Along with the change in market structure and participants, came a massive investment in infrastructure and IT. Construction of new office complexes was to be seen everywhere. And firms invested millions of pounds in new trading floors, some experimenting for the first time with receiving market data in digital form, as opposed to the more established video services and related video switching technology.
It was, in fact, my experience of writing software to handle digital feeds that landed me a job working at the exchange itself. Peter Bennett, an IT “visionary” (I held that opinion then, and still do today) at the exchange, had begun to leverage technologies such as x.25 networks and satellite broadcast systems. Now, he was looking for people for Project Orbit, an advanced market data distribution system, which used emerging technologies such as the IBM PC and local area networks (it was later released as a product via a joint venture with IBM, dubbed Radix). And while that technology was new to me, I understood the data feed offerings from Reuters, Telerate and the exchange itself. The job interview was light-hearted and perfunctory, the salary was double what I was then making, and the cool factor was extreme. So, in April 1985, I joined Bennett’s Advanced Systems Group – which numbered only around 20 within an IT operation that was approaching 2,000 strong.
At my time of joining, much of the IT focus of the exchange was directed towards Seaq – Stock Exchange Automated Quotation – an electronic system based on Nasdaq’s competing market maker model, which was to augment (and, as it happens, quickly obsolete) its trading floor.
Under the leadership of project director Mick Newman, Seaq was designed by the team of Ian McLelland and Peter Buck to capture quote updates (via IBM PC-based workstations) from securities firms and aggregate them into competing quote pages (formatted according to strict market trading rules). Actual execution was still conducted via the telephone, with subsequent trade reporting also flowing through Seaq.

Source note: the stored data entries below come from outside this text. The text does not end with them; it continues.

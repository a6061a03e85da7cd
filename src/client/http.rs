//! HTTPS implementation of [`ChatClient`] against the platform's storage API.
//!
//! Shard routing is path-based: every shard exposes its session, auth and
//! file endpoints under `{base}/shards/{shard_id}/`. Message lookups go to
//! the home shard. Redirects are never followed so CDN hand-offs surface as
//! [`ClientError::CdnRedirect`] instead of silently switching hosts.

use super::{
    ChatClient, ChatMessage, ClientError, ExportedAuthorization, FileLocation, ShardSession,
};
use base64::{Engine as _, engine::general_purpose};
use bytes::Bytes;
use reqwest::{StatusCode, header};
use serde::{Deserialize, Serialize};
use std::time::Duration;
use tracing::debug;

const REQUEST_TIMEOUT: Duration = Duration::from_secs(30);
const DEFAULT_FLOOD_WAIT: Duration = Duration::from_secs(5);

#[derive(Deserialize)]
struct SessionResponse {
    session_key: String,
}

#[derive(Deserialize)]
struct ExportResponse {
    id: i64,
    bytes: String,
}

#[derive(Serialize)]
struct ImportRequest<'a> {
    id: i64,
    bytes: &'a str,
}

/// Production chat-platform client.
#[derive(Clone)]
pub struct HttpChatClient {
    http: reqwest::Client,
    base_url: String,
    bot_token: String,
    home_shard: i32,
}

impl HttpChatClient {
    pub fn new(base_url: &str, bot_token: &str, home_shard: i32) -> Result<Self, ClientError> {
        let http = reqwest::Client::builder()
            .timeout(REQUEST_TIMEOUT)
            .redirect(reqwest::redirect::Policy::none())
            .build()
            .map_err(ClientError::Transport)?;
        Ok(Self {
            http,
            base_url: base_url.trim_end_matches('/').to_string(),
            bot_token: bot_token.to_string(),
            home_shard,
        })
    }

    fn shard_url(&self, shard_id: i32, path: &str) -> String {
        format!("{}/shards/{}/{}", self.base_url, shard_id, path)
    }
}

fn map_transport(err: reqwest::Error) -> ClientError {
    if err.is_timeout() {
        ClientError::Timeout
    } else {
        ClientError::Transport(err)
    }
}

/// Read the server-specified wait from a 429 response.
fn flood_wait(response: &reqwest::Response) -> ClientError {
    let wait = response
        .headers()
        .get(header::RETRY_AFTER)
        .and_then(|v| v.to_str().ok())
        .and_then(|v| v.parse::<u64>().ok())
        .map(Duration::from_secs)
        .unwrap_or(DEFAULT_FLOOD_WAIT);
    ClientError::FloodWait(wait)
}

#[async_trait::async_trait]
impl ChatClient for HttpChatClient {
    fn home_shard(&self) -> i32 {
        self.home_shard
    }

    async fn get_message(
        &self,
        channel_id: i64,
        message_id: i64,
    ) -> Result<ChatMessage, ClientError> {
        let url = format!(
            "{}/channels/{}/messages/{}",
            self.base_url, channel_id, message_id
        );
        let response = self
            .http
            .get(&url)
            .bearer_auth(&self.bot_token)
            .send()
            .await
            .map_err(map_transport)?;
        match response.status() {
            StatusCode::NOT_FOUND => Err(ClientError::MessageNotFound(message_id)),
            StatusCode::TOO_MANY_REQUESTS => Err(flood_wait(&response)),
            status if status.is_success() => response.json().await.map_err(map_transport),
            status => Err(ClientError::Unexpected(format!(
                "get_message returned {status}"
            ))),
        }
    }

    async fn create_session(&self, shard_id: i32) -> Result<ShardSession, ClientError> {
        let response = self
            .http
            .post(self.shard_url(shard_id, "sessions"))
            .bearer_auth(&self.bot_token)
            .send()
            .await
            .map_err(map_transport)?;
        if !response.status().is_success() {
            return Err(ClientError::Unexpected(format!(
                "create_session on shard {shard_id} returned {}",
                response.status()
            )));
        }
        let body: SessionResponse = response.json().await.map_err(map_transport)?;
        debug!(shard_id, "opened media session");
        Ok(ShardSession {
            shard_id,
            session_key: body.session_key,
        })
    }

    async fn export_authorization(
        &self,
        shard_id: i32,
    ) -> Result<ExportedAuthorization, ClientError> {
        let response = self
            .http
            .post(format!("{}/auth/export", self.base_url))
            .bearer_auth(&self.bot_token)
            .json(&serde_json::json!({ "shard_id": shard_id }))
            .send()
            .await
            .map_err(map_transport)?;
        if !response.status().is_success() {
            return Err(ClientError::Unexpected(format!(
                "export_authorization for shard {shard_id} returned {}",
                response.status()
            )));
        }
        let body: ExportResponse = response.json().await.map_err(map_transport)?;
        let bytes = general_purpose::STANDARD
            .decode(&body.bytes)
            .map_err(|err| ClientError::Unexpected(format!("bad auth blob: {err}")))?;
        Ok(ExportedAuthorization { id: body.id, bytes })
    }

    async fn import_authorization(
        &self,
        session: &ShardSession,
        auth: &ExportedAuthorization,
    ) -> Result<(), ClientError> {
        let encoded = general_purpose::STANDARD.encode(&auth.bytes);
        let response = self
            .http
            .post(self.shard_url(session.shard_id, "auth/import"))
            .bearer_auth(&session.session_key)
            .json(&ImportRequest {
                id: auth.id,
                bytes: &encoded,
            })
            .send()
            .await
            .map_err(map_transport)?;
        match response.status() {
            status if status.is_success() => Ok(()),
            StatusCode::UNAUTHORIZED | StatusCode::FORBIDDEN => {
                Err(ClientError::AuthBytesInvalid(session.shard_id))
            }
            status => Err(ClientError::Unexpected(format!(
                "import_authorization on shard {} returned {status}",
                session.shard_id
            ))),
        }
    }

    async fn fetch_chunk(
        &self,
        session: &ShardSession,
        location: &FileLocation,
        offset: u64,
        limit: u32,
    ) -> Result<Bytes, ClientError> {
        let mut request = self
            .http
            .get(self.shard_url(session.shard_id, &format!("files/{}", location.media_id)))
            .bearer_auth(&session.session_key)
            .query(&[("offset", offset.to_string()), ("limit", limit.to_string())])
            .header("x-access-hash", location.access_hash.to_string())
            .header(
                "x-file-reference",
                general_purpose::STANDARD.encode(&location.file_reference),
            );
        if !location.thumbnail_size.is_empty() {
            request = request.header("x-thumb-size", &location.thumbnail_size);
        }
        let response = request.send().await.map_err(map_transport)?;
        let status = response.status();
        if status.is_redirection() {
            let host = response
                .headers()
                .get(header::LOCATION)
                .and_then(|v| v.to_str().ok())
                .unwrap_or("<unknown>")
                .to_string();
            return Err(ClientError::CdnRedirect(host));
        }
        match status {
            StatusCode::TOO_MANY_REQUESTS => Err(flood_wait(&response)),
            StatusCode::UNAUTHORIZED | StatusCode::FORBIDDEN => {
                Err(ClientError::AuthBytesInvalid(session.shard_id))
            }
            s if s.is_success() => response.bytes().await.map_err(map_transport),
            s => Err(ClientError::Unexpected(format!(
                "fetch_chunk at offset {offset} returned {s}"
            ))),
        }
    }
}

Based on a loose cluster of Digital Equipment Corp. VAX 8600 computers – the top of the range at the time – Seaq mostly relied on an existing information distribution architecture as its link to the outside world of securities firms and quote vendors. And while the existing infrastructure was upgraded to cope with Seaq, the decision to press it into action would prove to be the Achilles’ heal of the new market system.
Already in place were Epic – Exchange Price Information Computer – a VAX-based price database and the related CRS (Computer Readable Services) system, which supported information distribution via record-based data feeds. All of the leading quote vendors tapped into these feeds, though their take up by securities firms was limited, mostly due to the complexity in handling them.
Also, the ‘official’ market prices for Seaq were deemed to be those displayed via the exchange’s Topic system, which supported a network of page-based terminals, as well as page-based data feed. Thus, delivering Topic to the vast new trading floors was an imperative.
Like Epic, Topic was one of Bennett’s inventions. And like Epic, it was one he pushed through against objections from the exchange’s council (board of directors), which wasn’t particularly competent in IT matters. Years later, the council saw the benefits, as Topic and data feed sales brought in millions of pounds in revenue.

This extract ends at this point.